River Undain

Medium Earth is an exhibition for the digital realm, exploring the vital ecologies that bind species together.

Gabrielle Brady (Island of the hungry ghosts 2018) documents human/non-human migrations and states of limbo. Her work resonates with a growing awareness that we live among other creatures on an environmentally fragile planet.

Gabrielle Brady

Born Bathurst, NSW 1984. Lives and works Berlin

River Undain 2020

single-channel 2K digital video
Courtesy the artist
An Art Gallery of New South Wales Together In Art New Work 2020 © Gabrielle Brady


Gabrielle Brady (Island of the hungry ghosts 2018) makes haunting documentaries exploring human/non-human migrations and states of limbo.

When I approached her for this commission, Gabrielle launched into investigative mode. Based in Berlin, she went on night-time recces with fox observers, visited secret nooks in natural history museums, and met up with a group of LARPers (live-action role players) who use simulation to reconnect with nature.

Then she told me about one of her previous lives – she’d been a presenter on a Mongolian kids’ show. For one and a half years, she travelled around nomadic communities. She’d be recognised from TV and invited into people’s gers or asked out for karaoke.

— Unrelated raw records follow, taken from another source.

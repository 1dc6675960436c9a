//! Unified Error Model
use thiserror::Error;

#[derive(Error, Debug, Clone, PartialEq)]
pub enum CoordError {
    #[error("REQUEST/{0}")]
    InvalidRequest(String),

    #[error("PROVIDER/UNAVAILABLE/{provider}: {reason} (hint: {hint})")]
    ProviderUnavailable {
        provider: String,
        reason: String,
        hint: String,
    },

    /// `detail` is either the engine's own deadline or the provider's message
    #[error("PROVIDER/TIMEOUT/{operation}: {detail}")]
    ProviderTimeout { operation: String, detail: String },

    #[error("PROVIDER/FAILED/{0}")]
    ProviderFailed(String),

    #[error("PARSE/{0}")]
    MalformedResponse(String),

    #[error("PLAN/{0}")]
    InvalidPlan(String),

    #[error("STEP/{step}: {reason}")]
    StepExecution { step: u32, reason: String },

    #[error("CONFIG/{0}")]
    Config(String),
}

impl CoordError {
    /// Unavailable provider with its remediation hint attached.
    pub fn unavailable(provider: &str, reason: impl Into<String>) -> Self {
        CoordError::ProviderUnavailable {
            provider: provider.to_string(),
            reason: reason.into(),
            hint: crate::provider::remediation_hint(provider).to_string(),
        }
    }

    /// An engine-imposed deadline that expired.
    pub fn deadline(operation: &str, after: std::time::Duration) -> Self {
        CoordError::ProviderTimeout {
            operation: operation.to_string(),
            detail: format!("no answer after {}ms", after.as_millis()),
        }
    }

    /// Stable code prefix, as used in `Display`
    pub fn code(&self) -> &'static str {
        match self {
            CoordError::InvalidRequest(_) => "REQUEST",
            CoordError::ProviderUnavailable { .. } => "PROVIDER/UNAVAILABLE",
            CoordError::ProviderTimeout { .. } => "PROVIDER/TIMEOUT",
            CoordError::ProviderFailed(_) => "PROVIDER/FAILED",
            CoordError::MalformedResponse(_) => "PARSE",
            CoordError::InvalidPlan(_) => "PLAN",
            CoordError::StepExecution { .. } => "STEP",
            CoordError::Config(_) => "CONFIG",
        }
    }

    /// Failures that move the caller on to the next fallback tier.
    pub fn is_recoverable(&self) -> bool {
        !matches!(self, CoordError::InvalidRequest(_) | CoordError::Config(_))
    }
}

/// Errors returned by capability provider implementations.
#[derive(Error, Debug, Clone, PartialEq)]
pub enum ProviderError {
    #[error("unavailable: {0}")]
    Unavailable(String),

    #[error("timed out: {0}")]
    Timeout(String),

    #[error("{0}")]
    Failed(String),
}

impl ProviderError {
    pub fn into_coord(self, provider: &str) -> CoordError {
        match self {
            ProviderError::Unavailable(reason) => CoordError::unavailable(provider, reason),
            ProviderError::Timeout(what) => CoordError::ProviderTimeout {
                operation: provider.to_string(),
                detail: what,
            },
            ProviderError::Failed(msg) => CoordError::ProviderFailed(format!("{}: {}", provider, msg)),
        }
    }
}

When Gabrielle recently returned to Mongolia, she heard of a small community who were finding ways to resist Oyu Tolgoi, the mega-mine displacing​ nomadic families from their lands. So she took the two-day journey from Ulaanbaatar to Khanbogd, a tiny desert town on the Chinese–Mongolian border, and spent time with camel herders who’d been moved out of the ‘impact zone’.

River Undain is a meditation on tending and remembrance. As the camera roves over a desiccated, lunar landscape, camel herders evoke a lost waterway which sustained life in the desert for millennia.

Listen to this work. You’ll hear the voice of Bayarjargal Chimedtseren, a rare female master of Mongolian throat singing or ‘long song’ (Urtiin duu). Practised by nomads for centuries, these guttural chants ring out over ancestral lands to imitate sounds of nature.

In the steppes around Khanbogd, they’ve become songs of loss, solastalgia and rage.